Friday, April 01, 2011, 06:00 pm PT (09:00 pm ET)
Apple's A5 processor could pave way for larger chip trendDespite sharing similar specifications, Apple's bigger A5 System on a Chip processor used in the iPad 2 has posted better performance than Nvidia's Tegra 2 chip, causing one analyst to believe that Apple is leading a trend toward larger, faster mobile processors.
Responding to another analyst's claims that, from a semiconductor perspective, "Apple is falling behind - way behind," analyst Didier Scemama of RBS issued a report on Friday defending the A5's larger footprint, Barrons reports.
Given that the A5 is 122 square millimeters in dimension, compared to the Tegra 2's 49 square millimeters, Scemama finds the difference "surprising" because both processors have similar specifications: "dual core Cortex-A9 ARM CPU, high-end GPU, HD video, high-end audio and imaging."

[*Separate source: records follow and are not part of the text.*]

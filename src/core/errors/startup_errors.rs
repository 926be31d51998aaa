// Startup failures and the process exit status each one maps to.

use thiserror::Error;

/// Exit status when the gateway token is missing.
pub const EXIT_MISSING_TOKEN: u8 = 1;

/// Exit status for every other startup failure.
pub const EXIT_STARTUP_FAILURE: u8 = 2;

#[derive(Debug, Error)]
pub enum StartupError {
    #[error("Token is not initialized. Be sure to set environment variable {0}")]
    MissingToken(&'static str),

    #[error("Invalid configuration: {0}")]
    InvalidConfig(String),

    #[error("Unexpected exception while initializing bot: {0:#}")]
    Client(#[from] anyhow::Error),
}

impl StartupError {
    pub fn exit_status(&self) -> u8 {
        match self {
            StartupError::MissingToken(_) => EXIT_MISSING_TOKEN,
            StartupError::InvalidConfig(_) | StartupError::Client(_) => EXIT_STARTUP_FAILURE,
        }
    }
}

#[cfg(test)]
mod tests {
    use super::*;

    #[test]
    fn missing_token_has_its_own_exit_status() {
        let error = StartupError::MissingToken("DISCORD_TOKEN");

        assert_eq!(error.exit_status(), 1);
        assert!(error.to_string().contains("DISCORD_TOKEN"));
    }

    #[test]
    fn other_startup_failures_share_exit_status_two() {
        let invalid = StartupError::InvalidConfig("prefix must be one character".into());
        let client = StartupError::from(anyhow::anyhow!("gateway refused"));

        assert_eq!(invalid.exit_status(), 2);
        assert_eq!(client.exit_status(), 2);
        assert!(client.to_string().contains("gateway refused"));
    }
}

That size difference is partly attributed to the 45-nanometer process used by Samsung to build the A5, as Nvidia used Taiwan Semiconductor's smaller 40-nanometer process.
According to Scemama, "the major difference in specification between the chips is that Apple uses Imagination Technologies PowerVR SGX543 dual-core GPU in the A5 and Nvidia uses its own GPU called GeForce.
The PowerVR SGX543, which AppleInsider was first to report would be included in the iPad 2, provides a dramatic boost in graphics power. Though Apple claims a 9x graphics speed bump from the original iPad to the iPad 2, real world tests suggest the second-generation tablet has roughly 5x the graphics power of its predecessor.
The analyst cited OpenGL benchmark tests that show "that the A5 beat Tegra 2 handsomely." When tested against the Tegra 2-powered Motorola Xoom tablet, the iPad 2 performed 3.7x better than the Xoom.
The Tegra 2's slower performance may be a result of cost limitations that Nvidia faces with its customers, the report noted. Scemama believes that Nvidia needs to keep the Tegra 2 chip in the $15 to $20 range. In contrast, UBM TechInsight estimates that Apple's new chip costs $25 to make, though the research firm speculates that high volume, generated by building A5 into a range of products such as the iPhone 5 and next-generation iPod touch, could bring the costs down to $15.
"Apple can afford to use a larger chip, which delivers substantially better performance, as it pays a fraction of the price it would pay if it used an off-the-shelf solution with similar performance," said Scemama.
Scemama speculates that ARM and Imagination Technologies would benefit from an ensuing spec race as competitors attempt to match Apple in terms of performance.
"Given the current gap in performance between the A5 from Apple and other competing chips, we believe it is possible higher performance (and therefore potentially larger die size) processors may be required by OEMs. This may explain the current race among ARM partners to launch higher performance processors in terms of CPU but also, crucially, GPU," he noted.
Nvidia's price limits could stem from struggles by rival tablet makers to keep costs down while remaining competitive with the iPad on features and performance.
Last year, Apple CEO Steve Jobs noted that the company's "potential competitors [in tablets] are having a tough time coming close to iPad's pricing. iPad incorporates everything we've learned about building high value products. We create our own A4 chip, software, battery chemistry, enclosure, everything. This results in an incredible product at a great price. The proof will be in the pricing of our competitors' products, which will offer less for more. "
Jobs' words rang true this spring when Motorola revealed a $799 price tag for the entry level Xoom, despite the company's use of the cheaper Tegra 2 chip. Shortly after Apple unveiled the iPad 2, Motorola announced a $599 Wi-Fi only version of the Xoom.